Trends and Changes in the Field of HCI the Last Decade from the Perspective of HCII Conference

Abstract

In order to identify trends and changes in the field of HCI, we used the full-texts of the papers of the HCII conferences from 2007 to 2017 in a text-mining approach. From a set of approx. 7500 documents we looked at word frequencies and topic modelling using latent dirichlet allocation (LDA) in order to detect changes and trends. We identified 50 topics using the LDA model. We found that the topics around social aspects, gamification and datafication play an increasing role. We find evidence for this in both LDA and word frequencies. We qualitatively asses the topic models using our own publications and find a high match of detected topics and our ground truth.

1 Introduction

The field of HCI was established in the early 1980s by Card, Newell, and Moran (The psychology of human-computer interaction [12]). It was the realization that computers are more than simple tools, with singular application uses, but rather a “partner” in continuous interaction that drove the emergence of a novel field of research. The interaction component was new and HCI was more than pure “ergonomics” or “human factors” research. It included the computer sciences and in particular interface design that enables a continuous interaction with the device. According to the ACM the field encompasses research on design, evaluation, and implementation of techniques and methods for interactive computer use, as well as phenomena that are derived from it.
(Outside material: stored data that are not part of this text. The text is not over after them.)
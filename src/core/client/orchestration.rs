use anyhow::Result;
use async_trait::async_trait;
use chrono::{DateTime, Utc};
use serde::{Deserialize, Serialize};
use serde_json::Value;

use crate::domain::service::model::ServiceSpec;

/// Opaque RPC facade over the orchestration control plane.
///
/// Every call may block on the network; timeouts and retries are the
/// implementation's concern, never the caller's.
#[async_trait]
pub trait OrchestrationClient: Send + Sync {
    /// Returns the typed descriptor together with the untouched response body.
    async fn inspect_service(&self, name: &str) -> Result<(ServiceDescriptor, Vec<u8>)>;

    async fn create_service(&self, spec: &ServiceSpec) -> Result<()>;

    async fn update_service(&self, spec: &ServiceSpec) -> Result<()>;

    async fn scale_service(&self, name: &str, replicas: u64) -> Result<()>;

    /// Reverts to the previous spec revision held by the orchestrator.
    async fn rollback_service(&self, name: &str) -> Result<()>;

    async fn remove_service(&self, name: &str) -> Result<()>;

    /// Returns one page of services plus the total number matching the filter.
    async fn list_services(
        &self,
        filter: &ServiceListFilter,
    ) -> Result<(Vec<ServiceDescriptor>, usize)>;

    async fn list_tasks(&self, filter: &TaskListFilter) -> Result<(Vec<TaskDescriptor>, usize)>;

    async fn inspect_network(&self, id: &str) -> Result<NetworkDescriptor>;

    /// Last `tail` lines written by the service's tasks, split by stream.
    async fn service_logs(&self, name: &str, tail: usize, timestamps: bool) -> Result<ServiceLogs>;
}

#[derive(Debug, Clone, PartialEq, Eq)]
pub struct ServiceListFilter {
    /// Substring/prefix match on the service name, as the engine applies it
    pub name: Option<String>,
    /// 1-based
    pub page: usize,
    pub page_size: usize,
}

impl ServiceListFilter {
    pub fn offset(&self) -> usize {
        self.page.saturating_sub(1) * self.page_size
    }
}

#[derive(Debug, Clone, Default, PartialEq, Eq)]
pub struct TaskListFilter {
    pub service: Option<String>,
    pub node: Option<String>,
}

impl TaskListFilter {
    pub fn for_service(name: &str) -> Self {
        Self {
            service: Some(name.to_string()),
            node: None,
        }
    }
}

#[derive(Debug, Clone, Default, PartialEq, Eq, Serialize, Deserialize)]
#[serde(rename_all = "PascalCase")]
pub struct ObjectVersion {
    #[serde(default)]
    pub index: u64,
}

#[derive(Debug, Clone, Default, PartialEq, Serialize, Deserialize)]
#[serde(rename_all = "PascalCase")]
pub struct VirtualIp {
    #[serde(rename = "NetworkID", default)]
    pub network_id: String,
    #[serde(default)]
    pub addr: String,
}

#[derive(Debug, Clone, Default, PartialEq, Serialize, Deserialize)]
#[serde(rename_all = "PascalCase")]
pub struct ServiceEndpoint {
    #[serde(rename = "VirtualIPs", default)]
    pub virtual_ips: Vec<VirtualIp>,
    #[serde(default)]
    pub ports: Vec<Value>,
}

/// Orchestrator view of a service. `spec` is kept as a document so
/// read-modify-write updates do not drop fields this crate does not model.
#[derive(Debug, Clone, Default, PartialEq, Serialize, Deserialize)]
#[serde(rename_all = "PascalCase")]
pub struct ServiceDescriptor {
    #[serde(rename = "ID", default)]
    pub id: String,
    #[serde(default)]
    pub version: ObjectVersion,
    pub created_at: Option<DateTime<Utc>>,
    pub updated_at: Option<DateTime<Utc>>,
    #[serde(default)]
    pub spec: Value,
    pub previous_spec: Option<Value>,
    pub endpoint: Option<ServiceEndpoint>,
    pub update_status: Option<Value>,
}

impl ServiceDescriptor {
    pub fn name(&self) -> &str {
        self.spec["Name"].as_str().unwrap_or_default()
    }

    pub fn image(&self) -> &str {
        self.spec["TaskTemplate"]["ContainerSpec"]["Image"]
            .as_str()
            .unwrap_or_default()
    }

    /// `None` for global services.
    pub fn replicas(&self) -> Option<u64> {
        self.spec["Mode"]["Replicated"]["Replicas"].as_u64()
    }

    pub fn mode(&self) -> &'static str {
        if self.spec["Mode"].get("Global").is_some() {
            "global"
        } else {
            "replicated"
        }
    }

    /// Stack the service was deployed with, if any.
    pub fn stack(&self) -> Option<&str> {
        self.spec["Labels"]["com.docker.stack.namespace"].as_str()
    }
}

#[derive(Debug, Clone, Default, PartialEq, Serialize, Deserialize)]
#[serde(rename_all = "PascalCase")]
pub struct ContainerStatus {
    #[serde(rename = "ContainerID", default)]
    pub container_id: String,
}

#[derive(Debug, Clone, Default, PartialEq, Serialize, Deserialize)]
#[serde(rename_all = "PascalCase")]
pub struct TaskStatus {
    pub timestamp: Option<DateTime<Utc>>,
    #[serde(default)]
    pub state: String,
    #[serde(default)]
    pub message: String,
    #[serde(default)]
    pub err: Option<String>,
    pub container_status: Option<ContainerStatus>,
}

/// One running (or historical) replica of a service.
#[derive(Debug, Clone, Default, PartialEq, Serialize, Deserialize)]
#[serde(rename_all = "PascalCase")]
pub struct TaskDescriptor {
    #[serde(rename = "ID", default)]
    pub id: String,
    #[serde(rename = "ServiceID", default)]
    pub service_id: String,
    #[serde(rename = "NodeID", default)]
    pub node_id: String,
    pub slot: Option<u64>,
    #[serde(default)]
    pub desired_state: String,
    #[serde(default)]
    pub status: TaskStatus,
    pub created_at: Option<DateTime<Utc>>,
    pub updated_at: Option<DateTime<Utc>>,
}

impl TaskDescriptor {
    /// Container backing this task, once the scheduler has started one.
    pub fn container_id(&self) -> Option<&str> {
        self.status
            .container_status
            .as_ref()
            .map(|c| c.container_id.as_str())
            .filter(|id| !id.is_empty())
    }
}

#[derive(Debug, Clone, Default, PartialEq, Serialize, Deserialize)]
#[serde(rename_all = "PascalCase")]
pub struct NetworkDescriptor {
    #[serde(rename = "Id", default)]
    pub id: String,
    #[serde(default)]
    pub name: String,
    #[serde(default)]
    pub driver: String,
    #[serde(default)]
    pub scope: String,
}

#[derive(Debug, Clone, Default, PartialEq, Eq, Serialize)]
pub struct ServiceLogs {
    pub stdout: String,
    pub stderr: String,
}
In recent times the computer has become an integral part of everyday life. Computing devices are carried around by most human beings on the planet, as smartphones, tablets, smart watches, or laptops. Further, computing devices surround us in pervasive computing environments and even voice-activated access to data stored in the cloud has become a commodity. HCI has become the key research activity to design everyday life for future societies. This also becomes apparent in the changes of topics in HCI research.

In this paper we look at all publications from the HCI conference between 2007 and 2018 and conduct several text-mining approaches to understand trends and changes in the focus of the conference.

2 Text-Mining Approaches

In order to automatically understand larger bodies of text several methods can be used to understand the content of a corpus of documents. In order to understand the results, however, it is necessary to understand the underlying methods and why they are employed.

2.1 Data Cleaning

Textual data, as in our case, is often available in the form of PDF files. PDF files contain layout information, text, figures, and tables. Not all of the information contained in PDF files can sensibly used to understand the topic of the document.
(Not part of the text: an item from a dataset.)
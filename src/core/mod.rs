//! Collaborator clients, persisted records and in-process runtime state

pub mod client;
pub mod persistence;
pub mod state;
We first must separate the text into meta-data and textual data. For this purpose it is helpful to first unify encoding and rely on UTF-8 encoding for all documents. Often, depending on the settings of the word processor, characters that look identical to the human reader can be encoded in several ways digitally. Unifying these is called UTF-8 normalization. This helps algorithms further down the processing pipeline.

Next, it is helpful to separate the main body of text from meta data such as authors, keywords, and references. Luckily, scientific publications have relatively standardized textual structures. The use of regular expressions is very helpful in separating text from meta-data.
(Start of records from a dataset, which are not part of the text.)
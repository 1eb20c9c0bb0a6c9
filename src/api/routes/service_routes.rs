//! Service lifecycle and observability routes

use crate::api::auth::Permission;
use crate::api::controller::service::{ServiceController, SERVICE_KIND};
use crate::api::routes::route_table::RouteEntry;

const READ: Option<Permission> = Some(Permission::read(SERVICE_KIND, "name"));
const WRITE: Option<Permission> = Some(Permission::write(SERVICE_KIND, "name"));

/// Batch delete re-checks each name in the controller.
const WRITE_ANY: Option<Permission> = Some(Permission::write_kind(SERVICE_KIND));

pub fn service_route_table() -> Vec<RouteEntry> {
    vec![
        RouteEntry::get("/api/v1/services", None, ServiceController::list_services),
        RouteEntry::post("/api/v1/services", None, ServiceController::create_service),
        RouteEntry::post("/api/v1/services/delete", WRITE_ANY, ServiceController::delete_services),
        RouteEntry::get("/api/v1/services/{name}", READ, ServiceController::get_service),
        RouteEntry::get("/api/v1/services/{name}/raw", READ, ServiceController::get_service_raw),
        RouteEntry::get("/api/v1/services/{name}/stats", READ, ServiceController::get_service_stats),
        RouteEntry::get("/api/v1/services/{name}/logs", READ, ServiceController::get_service_logs),
        RouteEntry::get("/api/v1/services/{name}/metrics", READ, ServiceController::get_service_metrics),
        // Replaces the modelled fields of the running spec; an absent
        // `replicas` keeps the running count.
        RouteEntry::post("/api/v1/services/{name}/edit", WRITE, ServiceController::update_service),
        RouteEntry::post("/api/v1/services/{name}/scale", WRITE, ServiceController::scale_service),
        RouteEntry::post("/api/v1/services/{name}/rollback", WRITE, ServiceController::rollback_service),
    ]
}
A last step in improving general applicability of text mining, especially in the English language, is putting all text in lower case. This allows to ignore capitalization in text, which in English serves no other purpose than sentence separation. Lastly, numerals, commas, and full stops are removed, as they carry little meaning in bag-of-words models [24]. The bag-of-words model is a simplified model of text, removing all information regarding word order or semantics that rely on deixis or grammatical parsing.

2.2 Tokenization and Lemmatization

The process of tokenization is used to separate a document into individual words. Word delineation can be quite non-intuitive as hyphenation might separate a word into its syllables. The result of tokenization is a set of tokens per document. However, different inflections of the same word (e.g., “user” and “users”) are not recognized as the same word by computers.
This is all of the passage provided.